> _Brief_
Only the lines from the top of the material through the line containing "to this file." should be restated, each one exactly.
******************************
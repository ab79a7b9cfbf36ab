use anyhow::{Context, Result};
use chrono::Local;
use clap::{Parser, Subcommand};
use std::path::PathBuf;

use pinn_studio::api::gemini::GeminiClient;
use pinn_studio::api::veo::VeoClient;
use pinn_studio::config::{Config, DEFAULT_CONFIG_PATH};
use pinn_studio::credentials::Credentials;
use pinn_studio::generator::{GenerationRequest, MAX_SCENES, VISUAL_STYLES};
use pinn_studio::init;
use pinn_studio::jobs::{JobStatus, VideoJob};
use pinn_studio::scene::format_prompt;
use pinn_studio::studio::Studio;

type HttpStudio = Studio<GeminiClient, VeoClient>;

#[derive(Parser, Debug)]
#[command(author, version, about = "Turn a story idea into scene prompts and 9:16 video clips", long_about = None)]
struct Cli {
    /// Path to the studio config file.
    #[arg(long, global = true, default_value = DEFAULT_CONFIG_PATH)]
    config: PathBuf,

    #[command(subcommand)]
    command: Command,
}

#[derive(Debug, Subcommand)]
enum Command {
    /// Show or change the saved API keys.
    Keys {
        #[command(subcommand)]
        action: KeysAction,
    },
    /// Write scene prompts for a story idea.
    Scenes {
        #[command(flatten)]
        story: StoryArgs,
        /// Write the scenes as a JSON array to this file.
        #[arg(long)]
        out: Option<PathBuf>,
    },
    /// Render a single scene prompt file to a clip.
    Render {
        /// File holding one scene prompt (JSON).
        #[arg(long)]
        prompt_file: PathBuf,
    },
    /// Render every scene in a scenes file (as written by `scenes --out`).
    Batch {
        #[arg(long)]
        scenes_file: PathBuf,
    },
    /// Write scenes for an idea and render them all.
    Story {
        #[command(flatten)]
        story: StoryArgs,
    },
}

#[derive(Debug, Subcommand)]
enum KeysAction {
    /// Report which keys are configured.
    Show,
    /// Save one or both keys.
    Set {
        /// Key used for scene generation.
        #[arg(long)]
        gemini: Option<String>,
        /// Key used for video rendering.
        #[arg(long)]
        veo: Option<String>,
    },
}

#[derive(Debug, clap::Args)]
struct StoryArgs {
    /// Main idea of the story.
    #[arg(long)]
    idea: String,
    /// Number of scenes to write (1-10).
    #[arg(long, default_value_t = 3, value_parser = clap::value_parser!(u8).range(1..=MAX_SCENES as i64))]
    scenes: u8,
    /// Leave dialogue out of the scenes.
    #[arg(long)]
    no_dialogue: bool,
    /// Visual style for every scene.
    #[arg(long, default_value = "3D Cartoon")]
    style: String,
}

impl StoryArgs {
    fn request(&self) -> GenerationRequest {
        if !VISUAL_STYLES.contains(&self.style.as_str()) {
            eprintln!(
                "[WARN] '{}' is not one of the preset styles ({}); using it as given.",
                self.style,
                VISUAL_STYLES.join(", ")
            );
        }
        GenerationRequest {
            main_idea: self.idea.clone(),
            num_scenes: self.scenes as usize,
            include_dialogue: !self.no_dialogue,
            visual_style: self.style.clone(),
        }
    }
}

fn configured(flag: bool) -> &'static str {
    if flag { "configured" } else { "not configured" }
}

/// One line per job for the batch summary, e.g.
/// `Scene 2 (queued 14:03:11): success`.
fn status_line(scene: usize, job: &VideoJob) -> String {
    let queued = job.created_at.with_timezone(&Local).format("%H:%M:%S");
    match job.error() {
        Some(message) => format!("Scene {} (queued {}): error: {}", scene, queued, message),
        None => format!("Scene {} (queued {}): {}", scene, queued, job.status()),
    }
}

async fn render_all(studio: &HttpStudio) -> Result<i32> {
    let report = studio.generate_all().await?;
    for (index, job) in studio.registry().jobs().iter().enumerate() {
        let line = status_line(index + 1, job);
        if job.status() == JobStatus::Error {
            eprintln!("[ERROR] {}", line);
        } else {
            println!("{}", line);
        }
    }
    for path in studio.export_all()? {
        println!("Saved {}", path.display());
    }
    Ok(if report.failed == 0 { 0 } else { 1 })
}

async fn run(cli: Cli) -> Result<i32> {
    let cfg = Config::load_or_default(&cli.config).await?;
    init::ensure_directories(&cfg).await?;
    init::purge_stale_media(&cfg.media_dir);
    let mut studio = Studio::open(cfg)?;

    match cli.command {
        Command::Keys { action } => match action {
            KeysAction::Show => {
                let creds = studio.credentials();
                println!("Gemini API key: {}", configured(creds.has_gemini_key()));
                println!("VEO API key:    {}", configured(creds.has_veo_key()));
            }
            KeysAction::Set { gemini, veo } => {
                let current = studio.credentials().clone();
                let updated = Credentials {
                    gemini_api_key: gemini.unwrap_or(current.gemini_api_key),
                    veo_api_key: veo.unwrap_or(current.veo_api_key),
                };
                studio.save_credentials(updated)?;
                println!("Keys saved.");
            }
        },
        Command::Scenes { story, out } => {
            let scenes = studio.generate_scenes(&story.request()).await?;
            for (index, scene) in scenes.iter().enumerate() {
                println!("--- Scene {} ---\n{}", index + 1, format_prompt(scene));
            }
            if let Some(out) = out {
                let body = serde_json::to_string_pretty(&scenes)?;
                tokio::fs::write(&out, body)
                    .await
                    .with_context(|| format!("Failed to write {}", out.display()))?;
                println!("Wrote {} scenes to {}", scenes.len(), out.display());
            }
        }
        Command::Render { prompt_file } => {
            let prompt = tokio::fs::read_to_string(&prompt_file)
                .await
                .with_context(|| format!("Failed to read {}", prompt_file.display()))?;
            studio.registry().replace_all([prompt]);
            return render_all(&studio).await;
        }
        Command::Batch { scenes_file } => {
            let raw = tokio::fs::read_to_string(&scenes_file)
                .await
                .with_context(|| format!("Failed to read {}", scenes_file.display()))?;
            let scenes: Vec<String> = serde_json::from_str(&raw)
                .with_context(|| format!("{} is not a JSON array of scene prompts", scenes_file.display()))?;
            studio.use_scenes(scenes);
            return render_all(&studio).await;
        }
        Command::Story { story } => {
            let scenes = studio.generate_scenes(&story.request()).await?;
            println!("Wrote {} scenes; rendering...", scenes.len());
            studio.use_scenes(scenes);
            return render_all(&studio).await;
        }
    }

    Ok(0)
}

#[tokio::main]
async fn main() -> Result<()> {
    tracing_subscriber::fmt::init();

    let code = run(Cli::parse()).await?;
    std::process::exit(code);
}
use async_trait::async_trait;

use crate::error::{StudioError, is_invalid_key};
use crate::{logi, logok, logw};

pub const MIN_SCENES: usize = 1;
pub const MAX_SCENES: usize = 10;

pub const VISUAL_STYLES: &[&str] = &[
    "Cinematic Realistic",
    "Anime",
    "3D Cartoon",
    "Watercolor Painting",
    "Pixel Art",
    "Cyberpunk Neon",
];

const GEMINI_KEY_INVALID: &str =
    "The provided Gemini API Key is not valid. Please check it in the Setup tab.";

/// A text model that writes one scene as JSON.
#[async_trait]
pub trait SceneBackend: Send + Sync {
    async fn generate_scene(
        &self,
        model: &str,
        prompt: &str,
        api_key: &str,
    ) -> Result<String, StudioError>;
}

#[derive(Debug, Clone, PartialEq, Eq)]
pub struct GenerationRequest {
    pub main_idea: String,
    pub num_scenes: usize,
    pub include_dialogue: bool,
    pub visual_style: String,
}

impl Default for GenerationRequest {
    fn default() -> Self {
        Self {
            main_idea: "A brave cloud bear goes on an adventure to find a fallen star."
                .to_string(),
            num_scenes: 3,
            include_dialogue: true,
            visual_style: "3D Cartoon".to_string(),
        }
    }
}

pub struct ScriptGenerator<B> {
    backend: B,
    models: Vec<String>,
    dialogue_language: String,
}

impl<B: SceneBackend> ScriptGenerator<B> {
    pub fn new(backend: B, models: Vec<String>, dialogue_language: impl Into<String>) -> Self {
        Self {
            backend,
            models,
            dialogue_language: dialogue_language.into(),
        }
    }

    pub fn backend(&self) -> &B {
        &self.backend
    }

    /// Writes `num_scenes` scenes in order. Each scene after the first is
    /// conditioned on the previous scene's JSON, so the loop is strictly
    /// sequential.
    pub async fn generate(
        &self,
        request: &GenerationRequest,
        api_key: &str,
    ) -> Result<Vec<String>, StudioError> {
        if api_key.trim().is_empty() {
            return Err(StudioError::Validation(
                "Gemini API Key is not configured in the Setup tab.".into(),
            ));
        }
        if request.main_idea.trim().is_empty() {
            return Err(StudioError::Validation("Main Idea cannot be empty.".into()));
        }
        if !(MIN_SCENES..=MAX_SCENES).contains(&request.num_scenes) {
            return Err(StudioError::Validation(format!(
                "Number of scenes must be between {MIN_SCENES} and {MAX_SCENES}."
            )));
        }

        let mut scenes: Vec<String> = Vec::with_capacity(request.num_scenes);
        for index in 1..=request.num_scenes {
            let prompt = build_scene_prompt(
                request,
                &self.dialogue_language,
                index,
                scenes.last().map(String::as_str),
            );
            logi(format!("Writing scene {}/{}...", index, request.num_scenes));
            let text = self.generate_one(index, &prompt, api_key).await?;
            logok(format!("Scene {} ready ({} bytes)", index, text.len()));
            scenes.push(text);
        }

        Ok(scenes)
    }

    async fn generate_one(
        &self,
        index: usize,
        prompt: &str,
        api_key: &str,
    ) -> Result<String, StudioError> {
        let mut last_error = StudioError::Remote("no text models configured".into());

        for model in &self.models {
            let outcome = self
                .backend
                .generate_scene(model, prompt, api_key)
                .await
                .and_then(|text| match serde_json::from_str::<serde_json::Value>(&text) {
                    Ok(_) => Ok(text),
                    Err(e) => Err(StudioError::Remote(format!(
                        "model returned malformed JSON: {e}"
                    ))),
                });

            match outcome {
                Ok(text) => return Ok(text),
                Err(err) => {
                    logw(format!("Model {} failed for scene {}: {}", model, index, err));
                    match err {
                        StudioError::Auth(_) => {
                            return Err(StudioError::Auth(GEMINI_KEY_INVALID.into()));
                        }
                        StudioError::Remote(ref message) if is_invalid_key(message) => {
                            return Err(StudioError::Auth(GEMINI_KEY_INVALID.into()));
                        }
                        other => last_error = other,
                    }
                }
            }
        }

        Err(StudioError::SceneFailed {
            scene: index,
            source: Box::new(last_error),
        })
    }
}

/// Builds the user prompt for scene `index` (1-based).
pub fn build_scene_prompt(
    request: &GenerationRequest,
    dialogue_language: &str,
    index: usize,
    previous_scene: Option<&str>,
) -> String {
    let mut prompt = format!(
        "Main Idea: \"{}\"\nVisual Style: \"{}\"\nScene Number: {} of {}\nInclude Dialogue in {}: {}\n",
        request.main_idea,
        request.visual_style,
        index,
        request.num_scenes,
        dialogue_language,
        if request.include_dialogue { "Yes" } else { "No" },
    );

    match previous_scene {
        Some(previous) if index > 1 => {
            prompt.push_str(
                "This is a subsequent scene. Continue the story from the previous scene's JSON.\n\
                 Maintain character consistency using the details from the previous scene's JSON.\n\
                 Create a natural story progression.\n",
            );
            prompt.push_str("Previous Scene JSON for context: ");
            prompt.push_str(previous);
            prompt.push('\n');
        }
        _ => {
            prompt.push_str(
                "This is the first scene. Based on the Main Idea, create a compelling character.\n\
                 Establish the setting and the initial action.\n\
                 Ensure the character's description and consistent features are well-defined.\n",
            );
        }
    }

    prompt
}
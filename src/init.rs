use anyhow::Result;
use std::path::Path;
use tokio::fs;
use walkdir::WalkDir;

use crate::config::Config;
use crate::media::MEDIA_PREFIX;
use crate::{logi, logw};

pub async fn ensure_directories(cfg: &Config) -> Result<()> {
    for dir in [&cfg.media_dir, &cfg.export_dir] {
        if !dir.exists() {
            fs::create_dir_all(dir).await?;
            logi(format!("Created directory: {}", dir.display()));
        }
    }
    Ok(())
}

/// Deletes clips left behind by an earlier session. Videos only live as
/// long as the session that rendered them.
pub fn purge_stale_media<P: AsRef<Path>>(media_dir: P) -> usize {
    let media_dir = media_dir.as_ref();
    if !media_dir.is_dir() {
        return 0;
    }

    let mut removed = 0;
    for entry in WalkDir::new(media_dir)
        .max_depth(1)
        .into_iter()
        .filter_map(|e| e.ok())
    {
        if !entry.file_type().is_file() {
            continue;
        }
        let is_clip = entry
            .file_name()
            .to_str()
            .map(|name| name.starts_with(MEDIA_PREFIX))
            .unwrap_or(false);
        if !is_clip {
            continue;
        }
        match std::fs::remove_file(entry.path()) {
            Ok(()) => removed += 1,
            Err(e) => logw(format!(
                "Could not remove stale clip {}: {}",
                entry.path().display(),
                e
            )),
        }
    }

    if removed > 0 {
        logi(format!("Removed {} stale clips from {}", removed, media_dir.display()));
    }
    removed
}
******************************
> _Output below_
repository ab79a7b9cfbf36ab
use anyhow::{Context, Result};
use chrono::Local;
use clap::{Parser, Subcommand};
use std::path::PathBuf;

use pinn_studio::api::gemini::GeminiClient;
use pinn_studio::api::veo::VeoClient;
use pinn_studio::config::{Config, DEFAULT_CONFIG_PATH};
use pinn_studio::credentials::Credentials;
use pinn_studio::generator::{GenerationRequest, MAX_SCENES, VISUAL_STYLES};
use pinn_studio::init;
use pinn_studio::jobs::{JobStatus, VideoJob};
use pinn_studio::scene::format_prompt;
use pinn_studio::studio::Studio;

type HttpStudio = Studio<GeminiClient, VeoClient>;

#[derive(Parser, Debug)]
#[command(author, version, about = "Turn a story idea into scene prompts and 9:16 video clips", long_about = None)]
struct Cli {
    /// Path to the studio config file.
    #[arg(long, global = true, default_value = DEFAULT_CONFIG_PATH)]
    config: PathBuf,

    #[command(subcommand)]
    command: Command,
}

#[derive(Debug, Subcommand)]
enum Command {
    /// Show or change the saved API keys.
    Keys {
        #[command(subcommand)]
        action: KeysAction,
    },
    /// Write scene prompts for a story idea.
    Scenes {
        #[command(flatten)]
        story: StoryArgs,
        /// Write the scenes as a JSON array to this file.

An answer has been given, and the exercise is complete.